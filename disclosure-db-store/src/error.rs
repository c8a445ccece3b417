//! Error types for disclosure-db-store

use thiserror::Error;

/// Result type alias using our Error
pub type Result<T> = std::result::Result<T, StoreError>;

/// Store error type
#[derive(Error, Debug)]
pub enum StoreError {
    /// Database error from sqlx
    #[error("database error: {0}")]
    Database(#[from] sqlx::Error),

    /// Resource not found
    #[error("Not found: {0}")]
    NotFound(String),

    /// A fetch batch exceeded its deadline
    #[error("fetch batch timed out after {0:?}")]
    BatchTimeout(std::time::Duration),

    /// Fetched cell could not be decoded as its declared type
    #[error("cell decode error in table '{table}', column '{column}': {message}")]
    Decode {
        table: String,
        column: String,
        message: String,
    },

    /// Core model error
    #[error(transparent)]
    Core(#[from] disclosure_db_core::CoreError),

    /// Invalid search request
    #[error("invalid search request: {0}")]
    Search(String),

    /// Generic error with message
    #[error("{0}")]
    Other(String),
}

impl StoreError {
    /// Create a not found error
    pub fn not_found(msg: impl Into<String>) -> Self {
        StoreError::NotFound(msg.into())
    }

    /// Create a search error
    pub fn search(msg: impl Into<String>) -> Self {
        StoreError::Search(msg.into())
    }

    /// Create a generic error
    pub fn other(msg: impl Into<String>) -> Self {
        StoreError::Other(msg.into())
    }
}
//! Request/response models of the submission API.

use chrono::{DateTime, Utc};
use disclosure_db_store::SubmissionRecord;
use serde::{Deserialize, Serialize};
use serde_json::Value as JsonValue;

/// A fully loaded submission: the record plus its materialized `values`
/// and `units` trees. This is also the document persisted whole into the
/// aggregate cache.
#[derive(Debug, Clone, Serialize, Deserialize)]
pub struct SubmissionView {
    pub id: i64,
    pub table_view_id: i64,
    pub name: String,
    pub revision: i64,
    pub active: bool,
    pub activated_on: DateTime<Utc>,
    pub created_on: DateTime<Utc>,
    pub user_id: Option<i64>,
    pub checked_out: bool,
    pub checked_out_on: Option<DateTime<Utc>>,
    pub permissions_set_id: Option<i64>,
    pub submitted_by: i64,
    pub data_source: Option<String>,
    pub status: Option<String>,
    pub lei: Option<String>,
    pub nz_id: i64,
    #[serde(default)]
    pub values: JsonValue,
    #[serde(default)]
    pub units: JsonValue,
}

impl SubmissionView {
    /// Wrap a record with empty values/units.
    pub fn from_record(record: SubmissionRecord) -> Self {
        SubmissionView {
            id: record.id,
            table_view_id: record.table_view_id,
            name: record.name,
            revision: record.revision,
            active: record.active,
            activated_on: record.activated_on,
            created_on: record.created_on,
            user_id: record.user_id,
            checked_out: record.checked_out,
            checked_out_on: record.checked_out_on,
            permissions_set_id: record.permissions_set_id,
            submitted_by: record.submitted_by,
            data_source: record.data_source,
            status: record.status,
            lei: record.lei,
            nz_id: record.nz_id,
            values: JsonValue::Object(Default::default()),
            units: JsonValue::Object(Default::default()),
        }
    }

    /// Wrap a record and install the materialized trees.
    pub fn with_trees(record: SubmissionRecord, values: JsonValue, units: JsonValue) -> Self {
        let mut view = Self::from_record(record);
        view.values = values;
        view.units = units;
        view
    }
}

/// Input of submission creation.
#[derive(Debug, Clone, Deserialize)]
pub struct SubmissionCreate {
    pub table_view_id: i64,
    #[serde(default = "default_revision")]
    pub revision: i64,
    pub nz_id: i64,
    #[serde(default)]
    pub name: Option<String>,
    #[serde(default)]
    pub lei: Option<String>,
    #[serde(default)]
    pub data_source: Option<String>,
    #[serde(default)]
    pub permissions_set_id: Option<i64>,
    #[serde(default)]
    pub values: JsonValue,
}

fn default_revision() -> i64 {
    1
}

/// One path-addressed edit of a revision request.
#[derive(Debug, Clone, Serialize, Deserialize)]
pub struct RestatementEdit {
    /// Attribute path string addressing the edited field.
    pub path: String,
    /// The new value.
    #[serde(default)]
    pub value: JsonValue,
    /// Why the value was restated.
    pub reason: String,
}

/// Input of a revision request.
#[derive(Debug, Clone, Deserialize)]
pub struct RevisionUpdate {
    pub restatements: Vec<RestatementEdit>,
    #[serde(default)]
    pub data_source: Option<String>,
    #[serde(default)]
    pub reporting_datetime: Option<DateTime<Utc>>,
}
☆ ☆ ☆ ☆
Whenever a line of the data holds the string "SubmissionRecord", pick that line out.

*WRITTEN RESPONSE*:
use disclosure_db_store::SubmissionRecord;
    pub fn from_record(record: SubmissionRecord) -> Self {
    pub fn with_trees(record: SubmissionRecord, values: JsonValue, units: JsonValue) -> Self {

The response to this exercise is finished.